▸ Exercise description: The answer must consist of each line below that contains the string "patch".

▸ Collection entries:

=== Section Start ===

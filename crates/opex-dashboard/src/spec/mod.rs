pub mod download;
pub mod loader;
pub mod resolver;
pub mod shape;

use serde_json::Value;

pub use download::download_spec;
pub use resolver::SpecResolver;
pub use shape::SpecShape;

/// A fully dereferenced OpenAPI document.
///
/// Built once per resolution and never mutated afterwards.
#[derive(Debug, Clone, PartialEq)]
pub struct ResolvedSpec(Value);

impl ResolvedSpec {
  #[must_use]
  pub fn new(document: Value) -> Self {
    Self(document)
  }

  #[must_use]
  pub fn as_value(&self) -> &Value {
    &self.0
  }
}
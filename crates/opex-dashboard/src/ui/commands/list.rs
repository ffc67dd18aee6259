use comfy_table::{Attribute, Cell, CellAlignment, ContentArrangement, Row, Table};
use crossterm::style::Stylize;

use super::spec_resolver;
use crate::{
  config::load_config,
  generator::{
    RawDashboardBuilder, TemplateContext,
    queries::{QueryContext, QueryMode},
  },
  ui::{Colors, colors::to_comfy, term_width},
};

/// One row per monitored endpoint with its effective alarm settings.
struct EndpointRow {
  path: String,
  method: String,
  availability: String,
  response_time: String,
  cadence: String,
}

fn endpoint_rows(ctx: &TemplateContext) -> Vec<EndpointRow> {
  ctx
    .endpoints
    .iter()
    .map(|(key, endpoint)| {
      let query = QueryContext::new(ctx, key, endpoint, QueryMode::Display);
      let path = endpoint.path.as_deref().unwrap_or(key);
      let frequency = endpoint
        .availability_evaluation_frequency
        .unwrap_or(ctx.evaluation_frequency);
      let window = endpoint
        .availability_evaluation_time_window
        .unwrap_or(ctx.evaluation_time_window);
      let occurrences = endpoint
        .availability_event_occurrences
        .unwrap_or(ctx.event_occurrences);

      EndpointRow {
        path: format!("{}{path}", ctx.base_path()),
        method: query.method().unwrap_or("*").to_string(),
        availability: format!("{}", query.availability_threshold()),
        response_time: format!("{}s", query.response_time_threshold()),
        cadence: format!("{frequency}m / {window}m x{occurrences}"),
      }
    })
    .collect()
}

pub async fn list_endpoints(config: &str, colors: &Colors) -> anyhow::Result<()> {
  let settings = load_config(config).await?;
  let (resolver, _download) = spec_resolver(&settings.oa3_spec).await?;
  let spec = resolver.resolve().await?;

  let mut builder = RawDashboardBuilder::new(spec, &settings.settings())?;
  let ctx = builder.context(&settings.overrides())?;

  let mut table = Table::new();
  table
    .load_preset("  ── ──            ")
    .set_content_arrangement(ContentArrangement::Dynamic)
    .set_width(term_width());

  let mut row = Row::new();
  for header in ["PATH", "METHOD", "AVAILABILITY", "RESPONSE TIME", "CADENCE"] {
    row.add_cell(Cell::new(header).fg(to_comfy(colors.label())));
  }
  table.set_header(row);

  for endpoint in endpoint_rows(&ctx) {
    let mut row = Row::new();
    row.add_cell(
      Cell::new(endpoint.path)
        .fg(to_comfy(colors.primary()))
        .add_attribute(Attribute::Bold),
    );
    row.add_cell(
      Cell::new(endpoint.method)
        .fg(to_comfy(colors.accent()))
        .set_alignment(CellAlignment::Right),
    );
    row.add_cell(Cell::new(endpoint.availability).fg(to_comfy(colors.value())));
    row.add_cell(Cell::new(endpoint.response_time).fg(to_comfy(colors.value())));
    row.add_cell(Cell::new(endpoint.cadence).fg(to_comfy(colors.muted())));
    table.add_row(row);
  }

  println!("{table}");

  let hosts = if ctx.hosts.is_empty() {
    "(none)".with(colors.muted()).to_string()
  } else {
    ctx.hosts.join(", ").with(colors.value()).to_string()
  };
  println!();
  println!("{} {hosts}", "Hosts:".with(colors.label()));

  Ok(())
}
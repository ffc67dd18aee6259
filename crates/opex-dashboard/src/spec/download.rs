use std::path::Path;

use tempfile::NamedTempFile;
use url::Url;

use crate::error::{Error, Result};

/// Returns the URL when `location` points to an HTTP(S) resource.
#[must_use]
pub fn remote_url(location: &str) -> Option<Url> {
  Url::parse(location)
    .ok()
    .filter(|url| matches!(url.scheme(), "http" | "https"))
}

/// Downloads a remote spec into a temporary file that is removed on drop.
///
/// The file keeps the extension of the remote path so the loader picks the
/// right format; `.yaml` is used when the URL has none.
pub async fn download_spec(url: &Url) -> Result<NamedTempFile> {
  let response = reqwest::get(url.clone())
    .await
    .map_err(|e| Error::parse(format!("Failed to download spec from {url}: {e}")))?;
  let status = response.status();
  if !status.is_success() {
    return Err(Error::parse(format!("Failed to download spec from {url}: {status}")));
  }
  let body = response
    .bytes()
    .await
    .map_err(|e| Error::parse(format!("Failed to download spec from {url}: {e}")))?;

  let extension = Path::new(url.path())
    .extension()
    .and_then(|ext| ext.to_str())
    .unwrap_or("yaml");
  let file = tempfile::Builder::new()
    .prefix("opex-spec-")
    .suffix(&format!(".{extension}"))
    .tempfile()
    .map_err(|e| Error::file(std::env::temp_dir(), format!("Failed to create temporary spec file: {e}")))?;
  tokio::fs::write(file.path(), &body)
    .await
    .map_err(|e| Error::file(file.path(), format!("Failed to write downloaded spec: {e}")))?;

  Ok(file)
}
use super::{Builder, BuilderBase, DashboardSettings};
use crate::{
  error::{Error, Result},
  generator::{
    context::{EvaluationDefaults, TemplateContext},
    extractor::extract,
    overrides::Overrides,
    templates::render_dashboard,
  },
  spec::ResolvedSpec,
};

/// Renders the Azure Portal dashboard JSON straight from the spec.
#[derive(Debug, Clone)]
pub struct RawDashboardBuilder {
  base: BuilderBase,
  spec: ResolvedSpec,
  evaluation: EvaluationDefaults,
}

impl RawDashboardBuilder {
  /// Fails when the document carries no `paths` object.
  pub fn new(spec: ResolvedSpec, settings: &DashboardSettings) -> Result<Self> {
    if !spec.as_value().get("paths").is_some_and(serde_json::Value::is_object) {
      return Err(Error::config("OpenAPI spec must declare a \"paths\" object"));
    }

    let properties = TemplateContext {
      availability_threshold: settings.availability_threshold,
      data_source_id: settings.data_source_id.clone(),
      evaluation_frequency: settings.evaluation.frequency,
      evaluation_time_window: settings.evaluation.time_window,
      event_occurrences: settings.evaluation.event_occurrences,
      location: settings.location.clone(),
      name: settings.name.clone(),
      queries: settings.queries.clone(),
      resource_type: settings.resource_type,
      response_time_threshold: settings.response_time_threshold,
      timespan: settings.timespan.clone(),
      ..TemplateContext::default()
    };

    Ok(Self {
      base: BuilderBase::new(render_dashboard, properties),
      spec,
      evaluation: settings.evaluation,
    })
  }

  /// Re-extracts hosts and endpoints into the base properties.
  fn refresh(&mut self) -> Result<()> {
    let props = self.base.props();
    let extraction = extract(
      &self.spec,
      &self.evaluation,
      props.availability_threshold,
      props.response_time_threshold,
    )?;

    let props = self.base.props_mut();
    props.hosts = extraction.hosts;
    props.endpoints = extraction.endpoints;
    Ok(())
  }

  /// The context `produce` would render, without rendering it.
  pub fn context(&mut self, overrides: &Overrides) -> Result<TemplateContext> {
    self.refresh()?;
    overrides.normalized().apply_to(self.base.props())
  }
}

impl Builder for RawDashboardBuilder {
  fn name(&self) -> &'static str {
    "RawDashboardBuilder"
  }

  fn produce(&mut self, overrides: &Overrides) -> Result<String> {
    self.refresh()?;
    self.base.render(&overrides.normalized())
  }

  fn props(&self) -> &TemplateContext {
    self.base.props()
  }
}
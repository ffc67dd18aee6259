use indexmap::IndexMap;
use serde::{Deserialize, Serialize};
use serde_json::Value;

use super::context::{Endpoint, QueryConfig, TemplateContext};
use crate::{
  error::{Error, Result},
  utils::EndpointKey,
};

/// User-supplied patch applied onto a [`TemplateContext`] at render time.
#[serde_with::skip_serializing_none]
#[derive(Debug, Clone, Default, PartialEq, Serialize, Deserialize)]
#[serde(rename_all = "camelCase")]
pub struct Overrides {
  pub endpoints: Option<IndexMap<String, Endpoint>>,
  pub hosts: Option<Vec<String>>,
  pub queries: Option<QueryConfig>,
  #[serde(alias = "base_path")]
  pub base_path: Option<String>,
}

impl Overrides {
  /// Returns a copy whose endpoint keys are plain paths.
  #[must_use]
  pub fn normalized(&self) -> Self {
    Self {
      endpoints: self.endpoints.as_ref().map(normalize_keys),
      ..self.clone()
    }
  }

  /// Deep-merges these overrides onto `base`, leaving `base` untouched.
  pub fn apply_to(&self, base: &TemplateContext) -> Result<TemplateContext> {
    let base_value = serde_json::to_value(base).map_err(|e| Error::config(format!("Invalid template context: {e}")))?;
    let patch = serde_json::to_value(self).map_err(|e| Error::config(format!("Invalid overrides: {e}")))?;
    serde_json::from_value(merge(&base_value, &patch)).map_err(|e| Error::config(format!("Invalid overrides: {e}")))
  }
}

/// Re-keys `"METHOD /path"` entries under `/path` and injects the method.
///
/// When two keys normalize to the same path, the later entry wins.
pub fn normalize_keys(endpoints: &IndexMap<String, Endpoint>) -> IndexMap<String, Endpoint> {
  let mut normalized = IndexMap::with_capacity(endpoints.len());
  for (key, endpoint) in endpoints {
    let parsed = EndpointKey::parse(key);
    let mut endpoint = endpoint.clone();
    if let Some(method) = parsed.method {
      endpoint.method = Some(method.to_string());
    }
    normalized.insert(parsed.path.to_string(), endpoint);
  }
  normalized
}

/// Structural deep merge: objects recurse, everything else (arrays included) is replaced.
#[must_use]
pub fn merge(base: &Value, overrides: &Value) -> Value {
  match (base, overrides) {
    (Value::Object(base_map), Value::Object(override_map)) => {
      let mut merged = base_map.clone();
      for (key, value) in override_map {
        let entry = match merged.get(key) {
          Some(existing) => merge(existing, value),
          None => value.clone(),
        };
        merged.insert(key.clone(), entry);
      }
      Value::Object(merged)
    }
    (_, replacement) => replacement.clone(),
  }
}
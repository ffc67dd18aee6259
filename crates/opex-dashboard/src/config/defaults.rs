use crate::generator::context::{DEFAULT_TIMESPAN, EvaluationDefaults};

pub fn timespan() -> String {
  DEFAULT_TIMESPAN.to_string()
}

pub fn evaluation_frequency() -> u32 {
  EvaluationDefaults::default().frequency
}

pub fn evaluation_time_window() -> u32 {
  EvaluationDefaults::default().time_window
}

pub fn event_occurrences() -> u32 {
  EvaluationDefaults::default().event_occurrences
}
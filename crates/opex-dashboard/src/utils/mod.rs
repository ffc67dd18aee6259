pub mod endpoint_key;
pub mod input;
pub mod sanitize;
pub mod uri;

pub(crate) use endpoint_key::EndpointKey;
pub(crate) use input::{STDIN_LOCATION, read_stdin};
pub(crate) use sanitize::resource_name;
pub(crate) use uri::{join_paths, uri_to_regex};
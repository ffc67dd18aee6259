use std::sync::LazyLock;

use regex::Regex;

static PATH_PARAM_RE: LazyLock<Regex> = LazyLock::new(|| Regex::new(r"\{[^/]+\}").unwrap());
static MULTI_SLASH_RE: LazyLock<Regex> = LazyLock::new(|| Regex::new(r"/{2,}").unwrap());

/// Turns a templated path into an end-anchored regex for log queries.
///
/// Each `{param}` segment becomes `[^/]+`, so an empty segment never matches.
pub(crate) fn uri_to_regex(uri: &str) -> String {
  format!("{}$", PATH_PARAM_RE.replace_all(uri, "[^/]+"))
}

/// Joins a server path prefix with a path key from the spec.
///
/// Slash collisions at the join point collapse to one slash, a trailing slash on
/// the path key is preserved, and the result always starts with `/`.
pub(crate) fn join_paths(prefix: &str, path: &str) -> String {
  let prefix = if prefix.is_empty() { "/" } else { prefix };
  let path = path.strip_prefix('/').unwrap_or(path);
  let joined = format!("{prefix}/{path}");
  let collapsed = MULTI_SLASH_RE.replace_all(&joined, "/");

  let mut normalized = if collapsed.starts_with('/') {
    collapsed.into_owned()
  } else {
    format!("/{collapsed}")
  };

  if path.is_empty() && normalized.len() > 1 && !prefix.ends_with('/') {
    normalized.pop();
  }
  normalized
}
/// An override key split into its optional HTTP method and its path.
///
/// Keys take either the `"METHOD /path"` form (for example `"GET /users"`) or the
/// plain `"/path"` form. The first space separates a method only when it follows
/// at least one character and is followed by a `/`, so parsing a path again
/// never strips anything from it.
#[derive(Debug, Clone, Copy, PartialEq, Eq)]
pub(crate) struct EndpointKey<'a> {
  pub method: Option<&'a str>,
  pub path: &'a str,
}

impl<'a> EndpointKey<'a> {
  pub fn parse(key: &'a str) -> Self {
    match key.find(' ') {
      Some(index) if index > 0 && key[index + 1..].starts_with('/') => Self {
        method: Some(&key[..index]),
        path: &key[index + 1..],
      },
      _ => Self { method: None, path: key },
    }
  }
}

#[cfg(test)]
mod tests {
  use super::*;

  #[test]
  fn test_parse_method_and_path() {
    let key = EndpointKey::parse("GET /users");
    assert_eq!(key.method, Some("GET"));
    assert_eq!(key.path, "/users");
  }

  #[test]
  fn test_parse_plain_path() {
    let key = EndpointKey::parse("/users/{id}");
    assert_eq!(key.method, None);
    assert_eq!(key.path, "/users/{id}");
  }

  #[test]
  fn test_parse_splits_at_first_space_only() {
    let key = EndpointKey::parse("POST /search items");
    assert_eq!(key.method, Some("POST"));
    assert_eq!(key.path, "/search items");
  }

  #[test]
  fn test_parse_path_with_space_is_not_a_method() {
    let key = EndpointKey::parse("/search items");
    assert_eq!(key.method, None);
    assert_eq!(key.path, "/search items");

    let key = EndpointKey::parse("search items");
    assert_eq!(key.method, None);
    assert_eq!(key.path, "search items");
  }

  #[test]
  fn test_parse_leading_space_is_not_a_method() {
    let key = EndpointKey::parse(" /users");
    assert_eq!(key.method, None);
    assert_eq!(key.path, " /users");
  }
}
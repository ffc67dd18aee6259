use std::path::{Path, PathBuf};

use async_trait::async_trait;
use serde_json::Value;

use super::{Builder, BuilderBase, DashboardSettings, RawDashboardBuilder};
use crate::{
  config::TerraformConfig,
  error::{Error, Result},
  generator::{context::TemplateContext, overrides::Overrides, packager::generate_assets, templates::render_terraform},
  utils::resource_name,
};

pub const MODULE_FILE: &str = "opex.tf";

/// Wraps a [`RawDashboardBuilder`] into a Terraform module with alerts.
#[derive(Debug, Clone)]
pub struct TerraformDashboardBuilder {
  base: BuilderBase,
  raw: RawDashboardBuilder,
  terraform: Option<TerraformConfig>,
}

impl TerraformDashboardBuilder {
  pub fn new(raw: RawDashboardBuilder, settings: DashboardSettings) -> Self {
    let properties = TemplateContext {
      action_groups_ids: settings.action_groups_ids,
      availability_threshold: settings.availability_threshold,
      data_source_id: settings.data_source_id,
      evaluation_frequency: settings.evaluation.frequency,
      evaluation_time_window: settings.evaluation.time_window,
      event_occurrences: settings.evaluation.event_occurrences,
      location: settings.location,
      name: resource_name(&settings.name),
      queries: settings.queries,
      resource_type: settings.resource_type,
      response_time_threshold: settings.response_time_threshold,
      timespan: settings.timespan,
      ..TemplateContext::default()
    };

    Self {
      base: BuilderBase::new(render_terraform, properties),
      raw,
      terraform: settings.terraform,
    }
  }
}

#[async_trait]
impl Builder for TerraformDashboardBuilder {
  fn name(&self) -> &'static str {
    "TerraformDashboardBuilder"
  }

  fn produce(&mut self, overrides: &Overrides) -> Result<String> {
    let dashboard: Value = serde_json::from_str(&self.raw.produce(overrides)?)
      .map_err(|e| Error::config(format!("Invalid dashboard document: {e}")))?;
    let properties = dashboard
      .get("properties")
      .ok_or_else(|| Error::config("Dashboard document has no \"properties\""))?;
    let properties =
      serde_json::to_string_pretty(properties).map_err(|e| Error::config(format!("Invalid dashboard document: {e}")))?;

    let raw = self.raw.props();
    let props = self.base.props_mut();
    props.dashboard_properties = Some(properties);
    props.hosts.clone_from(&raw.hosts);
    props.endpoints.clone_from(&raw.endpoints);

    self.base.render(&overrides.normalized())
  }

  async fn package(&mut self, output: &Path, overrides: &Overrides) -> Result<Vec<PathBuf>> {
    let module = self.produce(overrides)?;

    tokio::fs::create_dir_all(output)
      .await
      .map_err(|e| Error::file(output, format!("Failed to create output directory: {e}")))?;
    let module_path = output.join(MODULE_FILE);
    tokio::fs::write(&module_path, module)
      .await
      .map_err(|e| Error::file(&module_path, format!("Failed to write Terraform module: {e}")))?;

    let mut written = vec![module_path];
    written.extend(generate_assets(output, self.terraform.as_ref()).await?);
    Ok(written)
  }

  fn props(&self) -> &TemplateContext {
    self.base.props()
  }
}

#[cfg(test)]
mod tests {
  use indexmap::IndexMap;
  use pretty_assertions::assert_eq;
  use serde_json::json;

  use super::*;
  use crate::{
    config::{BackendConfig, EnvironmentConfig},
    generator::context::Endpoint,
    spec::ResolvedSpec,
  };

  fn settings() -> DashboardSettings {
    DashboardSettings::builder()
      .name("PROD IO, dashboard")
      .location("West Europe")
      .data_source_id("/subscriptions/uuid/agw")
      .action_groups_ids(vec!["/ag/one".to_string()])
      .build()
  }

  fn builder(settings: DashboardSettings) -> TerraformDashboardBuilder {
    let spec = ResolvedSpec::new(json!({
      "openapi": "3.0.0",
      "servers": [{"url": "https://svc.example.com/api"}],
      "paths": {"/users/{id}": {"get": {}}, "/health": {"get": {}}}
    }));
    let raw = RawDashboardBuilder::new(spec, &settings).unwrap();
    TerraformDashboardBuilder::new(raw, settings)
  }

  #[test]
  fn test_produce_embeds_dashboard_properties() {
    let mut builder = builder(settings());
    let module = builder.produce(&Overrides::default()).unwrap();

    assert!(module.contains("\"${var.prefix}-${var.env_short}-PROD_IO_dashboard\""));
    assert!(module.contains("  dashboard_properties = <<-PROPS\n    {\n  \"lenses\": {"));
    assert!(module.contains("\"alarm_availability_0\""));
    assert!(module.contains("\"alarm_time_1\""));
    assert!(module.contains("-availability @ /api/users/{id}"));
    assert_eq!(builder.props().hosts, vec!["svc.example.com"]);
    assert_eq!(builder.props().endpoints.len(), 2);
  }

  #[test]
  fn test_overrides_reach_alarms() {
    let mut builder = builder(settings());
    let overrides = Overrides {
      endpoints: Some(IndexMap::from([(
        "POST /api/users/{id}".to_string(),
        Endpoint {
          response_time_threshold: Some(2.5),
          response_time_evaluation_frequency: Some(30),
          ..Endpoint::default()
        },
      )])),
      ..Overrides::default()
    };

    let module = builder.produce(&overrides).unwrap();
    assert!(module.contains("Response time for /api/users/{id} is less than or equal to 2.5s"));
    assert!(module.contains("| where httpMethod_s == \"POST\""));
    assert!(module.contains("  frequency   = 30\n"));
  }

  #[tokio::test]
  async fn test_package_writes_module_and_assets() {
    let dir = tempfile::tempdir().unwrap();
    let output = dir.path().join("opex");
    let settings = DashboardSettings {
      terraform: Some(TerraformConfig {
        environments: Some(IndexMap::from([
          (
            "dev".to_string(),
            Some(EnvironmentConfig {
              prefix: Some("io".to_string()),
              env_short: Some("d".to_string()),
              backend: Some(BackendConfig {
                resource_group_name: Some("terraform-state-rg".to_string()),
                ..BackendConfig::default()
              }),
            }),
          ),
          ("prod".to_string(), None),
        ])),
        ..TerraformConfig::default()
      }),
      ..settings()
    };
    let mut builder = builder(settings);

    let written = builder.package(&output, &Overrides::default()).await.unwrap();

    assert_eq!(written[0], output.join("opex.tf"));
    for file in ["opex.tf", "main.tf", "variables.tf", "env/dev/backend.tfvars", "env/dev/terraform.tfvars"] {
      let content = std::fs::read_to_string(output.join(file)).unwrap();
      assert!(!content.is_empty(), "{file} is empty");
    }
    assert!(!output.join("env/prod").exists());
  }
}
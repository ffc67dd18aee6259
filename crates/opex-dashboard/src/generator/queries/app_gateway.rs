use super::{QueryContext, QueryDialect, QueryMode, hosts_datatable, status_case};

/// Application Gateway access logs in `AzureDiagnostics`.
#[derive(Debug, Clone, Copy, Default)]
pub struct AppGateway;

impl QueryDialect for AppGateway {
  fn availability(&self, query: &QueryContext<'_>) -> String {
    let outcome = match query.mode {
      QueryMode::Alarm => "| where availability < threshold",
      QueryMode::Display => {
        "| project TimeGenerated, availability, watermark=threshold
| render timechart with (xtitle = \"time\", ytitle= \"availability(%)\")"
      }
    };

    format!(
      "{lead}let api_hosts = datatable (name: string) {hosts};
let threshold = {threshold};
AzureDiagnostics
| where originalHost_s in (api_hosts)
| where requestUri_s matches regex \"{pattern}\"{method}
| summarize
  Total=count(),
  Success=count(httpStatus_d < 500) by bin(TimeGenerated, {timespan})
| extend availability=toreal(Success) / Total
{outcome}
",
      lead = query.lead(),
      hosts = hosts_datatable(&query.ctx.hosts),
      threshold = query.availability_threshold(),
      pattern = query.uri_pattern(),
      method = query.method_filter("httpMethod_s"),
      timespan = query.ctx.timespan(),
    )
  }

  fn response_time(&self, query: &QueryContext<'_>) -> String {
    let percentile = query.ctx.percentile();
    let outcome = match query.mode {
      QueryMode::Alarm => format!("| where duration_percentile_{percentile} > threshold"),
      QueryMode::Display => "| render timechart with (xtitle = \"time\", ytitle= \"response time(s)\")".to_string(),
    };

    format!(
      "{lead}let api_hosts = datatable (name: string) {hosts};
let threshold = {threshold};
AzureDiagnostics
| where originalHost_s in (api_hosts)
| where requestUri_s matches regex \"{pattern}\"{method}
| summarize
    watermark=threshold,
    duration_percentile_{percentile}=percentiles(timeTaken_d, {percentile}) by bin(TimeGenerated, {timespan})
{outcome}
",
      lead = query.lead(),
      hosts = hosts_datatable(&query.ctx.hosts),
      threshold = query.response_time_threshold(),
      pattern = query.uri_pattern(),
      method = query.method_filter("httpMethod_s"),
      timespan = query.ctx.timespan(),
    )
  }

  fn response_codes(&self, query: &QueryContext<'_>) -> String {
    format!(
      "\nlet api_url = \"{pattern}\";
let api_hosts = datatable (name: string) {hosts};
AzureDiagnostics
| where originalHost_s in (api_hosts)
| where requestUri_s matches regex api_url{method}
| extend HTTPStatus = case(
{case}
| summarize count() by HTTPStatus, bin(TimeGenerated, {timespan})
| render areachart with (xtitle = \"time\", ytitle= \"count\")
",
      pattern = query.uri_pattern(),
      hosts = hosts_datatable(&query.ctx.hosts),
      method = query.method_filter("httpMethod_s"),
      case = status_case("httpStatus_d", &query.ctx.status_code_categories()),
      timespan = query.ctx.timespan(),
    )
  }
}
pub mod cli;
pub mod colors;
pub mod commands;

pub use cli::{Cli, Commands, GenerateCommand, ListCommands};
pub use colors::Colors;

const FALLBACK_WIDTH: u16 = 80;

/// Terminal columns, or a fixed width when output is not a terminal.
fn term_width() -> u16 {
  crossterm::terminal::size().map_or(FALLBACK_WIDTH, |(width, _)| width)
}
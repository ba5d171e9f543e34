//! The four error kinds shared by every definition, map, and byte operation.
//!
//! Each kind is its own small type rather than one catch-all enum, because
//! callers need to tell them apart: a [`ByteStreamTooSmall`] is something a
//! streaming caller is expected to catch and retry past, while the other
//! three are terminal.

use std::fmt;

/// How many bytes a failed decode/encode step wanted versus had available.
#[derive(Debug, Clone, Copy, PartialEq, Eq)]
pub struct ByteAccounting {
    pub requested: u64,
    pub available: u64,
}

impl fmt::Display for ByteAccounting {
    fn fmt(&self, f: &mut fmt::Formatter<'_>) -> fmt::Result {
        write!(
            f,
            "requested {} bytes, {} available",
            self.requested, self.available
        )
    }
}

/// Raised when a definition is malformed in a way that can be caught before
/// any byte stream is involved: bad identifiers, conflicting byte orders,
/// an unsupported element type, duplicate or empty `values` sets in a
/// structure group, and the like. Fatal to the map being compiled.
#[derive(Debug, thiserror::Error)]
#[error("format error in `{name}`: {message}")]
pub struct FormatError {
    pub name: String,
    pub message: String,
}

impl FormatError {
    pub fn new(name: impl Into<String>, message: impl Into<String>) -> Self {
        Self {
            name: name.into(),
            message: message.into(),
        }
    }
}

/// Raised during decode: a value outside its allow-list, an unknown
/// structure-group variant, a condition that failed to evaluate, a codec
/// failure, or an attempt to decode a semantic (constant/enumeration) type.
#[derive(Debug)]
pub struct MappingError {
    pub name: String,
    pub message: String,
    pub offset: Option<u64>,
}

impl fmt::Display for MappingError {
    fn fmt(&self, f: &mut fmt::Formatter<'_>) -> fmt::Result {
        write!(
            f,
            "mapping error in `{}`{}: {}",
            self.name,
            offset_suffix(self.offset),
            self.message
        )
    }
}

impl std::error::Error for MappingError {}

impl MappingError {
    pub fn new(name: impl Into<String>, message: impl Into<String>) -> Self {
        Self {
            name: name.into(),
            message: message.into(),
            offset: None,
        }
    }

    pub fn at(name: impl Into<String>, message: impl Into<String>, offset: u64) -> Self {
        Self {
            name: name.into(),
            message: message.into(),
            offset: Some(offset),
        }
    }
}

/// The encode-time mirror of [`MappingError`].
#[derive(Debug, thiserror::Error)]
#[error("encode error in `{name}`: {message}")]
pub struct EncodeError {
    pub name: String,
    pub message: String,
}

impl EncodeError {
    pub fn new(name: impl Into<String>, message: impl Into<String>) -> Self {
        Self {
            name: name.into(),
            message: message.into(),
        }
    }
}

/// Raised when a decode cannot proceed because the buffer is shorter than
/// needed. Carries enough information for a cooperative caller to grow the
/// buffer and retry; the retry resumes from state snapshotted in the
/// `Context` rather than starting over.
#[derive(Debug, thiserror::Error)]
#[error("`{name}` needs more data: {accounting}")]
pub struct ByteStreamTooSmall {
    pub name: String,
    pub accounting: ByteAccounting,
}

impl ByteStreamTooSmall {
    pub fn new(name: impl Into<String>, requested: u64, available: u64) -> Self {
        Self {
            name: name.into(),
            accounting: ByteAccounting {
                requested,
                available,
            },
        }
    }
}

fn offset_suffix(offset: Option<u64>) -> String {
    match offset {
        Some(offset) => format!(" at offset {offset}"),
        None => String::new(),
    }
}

=== Section End ===

▸ Solution:
/// User-supplied patch applied onto a [`TemplateContext`] at render time.
    let patch = serde_json::to_value(self).map_err(|e| Error::config(format!("Invalid overrides: {e}")))?;
    serde_json::from_value(merge(&base_value, &patch)).map_err(|e| Error::config(format!("Invalid overrides: {e}")))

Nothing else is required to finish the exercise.